Build issue awareness to increase public support for Puget Sound recovery and cultivate stewardship behaviors that benefit Puget Sound.
Stewardship of Puget Sound resources by the region’s residents—estimated at 5.3 million and counting—is critical to the long-term recovery and protection of Puget Sound. Across Puget Sound, residents volunteer, advocate, and commit their time and energy to protect and restore our waters, land, and wildlife. A recent study shows that Puget Sound residents engage in environmental stewardship and environmentally friendly behaviors at higher levels than the national average. The willingness of people to pursue stewardship actions is critical to the effort to restore and protect Puget Sound. Public involvement in and support for recovery efforts and strategies to increase stewardship of Puget Sound helps foster broad-scale actions to address polluted water, degraded land and habitat, and imperiled species. Building issue awareness fosters improved civic processes, engages residents in government, and enables public officials to make well-informed decisions on recovery issues. Behavior change methods, such as incentive programs and community-based social marketing, can foster beneficial behaviors and discourage detrimental ones, by building capacity, providing an incentive, or removing barriers to action.
Engagement in stewardship activities is an expression of community engagement, altruism, social capital, individual and collective initiative, sense of ownership and connection to place, and an optimistic willingness to invest in future conditions. Residents with a strong sense of place are more likely to engage in actions that help improve the ecosystem. Residents also vary in their opinions of environmental governance in the region.
This shows that in some places, decision-makers might need to do more to build capacity and trust and include residents in planning efforts. Decision-makers could also help foster people’s connections to Puget Sound to improve beliefs about environmental governance and recovery overall, in part by listening closely to community needs.

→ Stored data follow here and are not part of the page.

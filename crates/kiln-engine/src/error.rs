use thiserror::Error;

/// Errors surfaced by the execution layer.
///
/// Construction-time failures (device negotiation, layout validation,
/// usage checks) are returned immediately and loudly; no partially built
/// object is ever handed back. Nothing here is retried internally.
#[derive(Debug, Error)]
pub enum Error {
    /// No adapter exists, or adapter/device negotiation was refused.
    ///
    /// Terminal for the whole pipeline; there is no fallback path.
    #[error("no usable GPU device: {reason}")]
    DeviceUnavailable { reason: String },

    /// The presentation surface reports no supported formats at all.
    ///
    /// Unlike a merely missing *preferred* format (which falls back to the
    /// first supported one), an empty capability set is reported to the
    /// caller instead of being assumed away.
    #[error("surface reports no supported pixel formats")]
    SurfaceFormatUnavailable,

    /// A binding set does not match the pipeline's declared layout.
    ///
    /// Wrong slot index, wrong resource kind, or wrong entry count. Never
    /// coerced to a nearby slot; caught at binding-set construction.
    #[error("binding layout mismatch at slot {slot}: expected {expected}, found {found}")]
    PipelineLayoutMismatch {
        slot: u32,
        expected: String,
        found: String,
    },

    /// An operation was requested on a resource lacking the usage flag
    /// it requires. Caught before any GPU work is recorded.
    #[error("resource `{label}` lacks usage {needed} (created with {usage})")]
    ResourceUsageViolation {
        label: String,
        needed: String,
        usage: String,
    },

    /// A host readback map request resolved with an error.
    #[error("buffer map failed: {reason}")]
    MapFailure { reason: String },

    /// Host pixel data does not match the declared texture dimensions.
    #[error("texture `{label}`: expected {expected} bytes ({width}x{height} rgba8), got {got}")]
    PixelDataMismatch {
        label: String,
        width: u32,
        height: u32,
        expected: usize,
        got: usize,
    },
}

pub type Result<T, E = Error> = std::result::Result<T, E>;
use crate::device::Device;
use crate::shader::ShaderProgram;

use super::layout::BindingLayout;
use super::BindingContract;

/// Vertex attribute layout: stride plus per-attribute offset/format list.
///
/// The demonstrated quad layout is stride 24 with a `float32x4` position
/// at offset 0 and a `float32x2` UV at offset 16.
#[derive(Debug, Clone)]
pub struct VertexLayout {
    stride: u64,
    attributes: Vec<wgpu::VertexAttribute>,
}

impl VertexLayout {
    pub fn new(stride: u64) -> Self {
        Self {
            stride,
            attributes: Vec::new(),
        }
    }

    /// Appends an attribute at `offset`, wired to `@location(location)`
    /// in the vertex shader.
    pub fn with_attribute(
        mut self,
        location: u32,
        offset: u64,
        format: wgpu::VertexFormat,
    ) -> Self {
        self.attributes.push(wgpu::VertexAttribute {
            format,
            offset,
            shader_location: location,
        });
        self
    }

    pub fn stride(&self) -> u64 {
        self.stride
    }

    fn as_wgpu(&self) -> wgpu::VertexBufferLayout<'_> {
        wgpu::VertexBufferLayout {
            array_stride: self.stride,
            step_mode: wgpu::VertexStepMode::Vertex,
            attributes: &self.attributes,
        }
    }
}

/// Everything a render pipeline is built from: two shader entry points,
/// vertex layout, fixed-function state, and the explicit binding layout.
pub struct RenderPipelineDesc<'a> {
    pub label: &'a str,
    pub vertex_shader: &'a ShaderProgram,
    pub vertex_entry: &'a str,
    pub fragment_shader: &'a ShaderProgram,
    pub fragment_entry: &'a str,
    pub vertex_layout: VertexLayout,
    pub topology: wgpu::PrimitiveTopology,
    /// Must match the eventual target: the presentation surface's
    /// negotiated format, or an offscreen texture's format.
    pub color_format: wgpu::TextureFormat,
    pub blend: Option<wgpu::BlendState>,
    pub binding_layout: BindingLayout,
}

/// A compiled rasterization pipeline; immutable once created.
pub struct RenderPipeline {
    raw: wgpu::RenderPipeline,
    bind_group_layout: wgpu::BindGroupLayout,
    layout: BindingLayout,
    label: String,
}

impl RenderPipeline {
    /// Builds the pipeline. Entry-point names must exactly match
    /// `@vertex` / `@fragment` function names in their shader sources.
    pub fn new(device: &Device, desc: &RenderPipelineDesc<'_>) -> Self {
        let bind_group_layout = desc.binding_layout.to_wgpu(device.raw(), desc.label);

        let pipeline_layout = device
            .raw()
            .create_pipeline_layout(&wgpu::PipelineLayoutDescriptor {
                label: Some(desc.label),
                bind_group_layouts: &[&bind_group_layout],
                immediate_size: 0,
            });

        let raw = device
            .raw()
            .create_render_pipeline(&wgpu::RenderPipelineDescriptor {
                label: Some(desc.label),
                layout: Some(&pipeline_layout),
                vertex: wgpu::VertexState {
                    module: desc.vertex_shader.module(),
                    entry_point: Some(desc.vertex_entry),
                    compilation_options: Default::default(),
                    buffers: &[desc.vertex_layout.as_wgpu()],
                },
                fragment: Some(wgpu::FragmentState {
                    module: desc.fragment_shader.module(),
                    entry_point: Some(desc.fragment_entry),
                    compilation_options: Default::default(),
                    targets: &[Some(wgpu::ColorTargetState {
                        format: desc.color_format,
                        blend: desc.blend,
                        write_mask: wgpu::ColorWrites::ALL,
                    })],
                }),
                primitive: wgpu::PrimitiveState {
                    topology: desc.topology,
                    strip_index_format: None,
                    front_face: wgpu::FrontFace::Ccw,
                    cull_mode: None,
                    polygon_mode: wgpu::PolygonMode::Fill,
                    unclipped_depth: false,
                    conservative: false,
                },
                depth_stencil: None,
                multisample: wgpu::MultisampleState::default(),
                multiview_mask: None,
                cache: None,
            });

        Self {
            raw,
            bind_group_layout,
            layout: desc.binding_layout.clone(),
            label: desc.label.to_string(),
        }
    }

    pub(crate) fn raw(&self) -> &wgpu::RenderPipeline {
        &self.raw
    }
}

impl BindingContract for RenderPipeline {
    fn binding_layout(&self) -> &BindingLayout {
        &self.layout
    }

    fn bind_group_layout(&self) -> &wgpu::BindGroupLayout {
        &self.bind_group_layout
    }

    fn label(&self) -> &str {
        &self.label
    }
}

This strategy includes actions that strengthen awareness across the region on the magnitude of the challenges to achieve resilience in Puget Sound. It amplifies the ongoing work of recovery partners, especially at the local level, to connect with residents and build the capacity and infrastructure necessary to support stewardship activities. The actions included also amplify the need for further social science research, particularly the questions outlined in the Social Science for the Salish Sea report.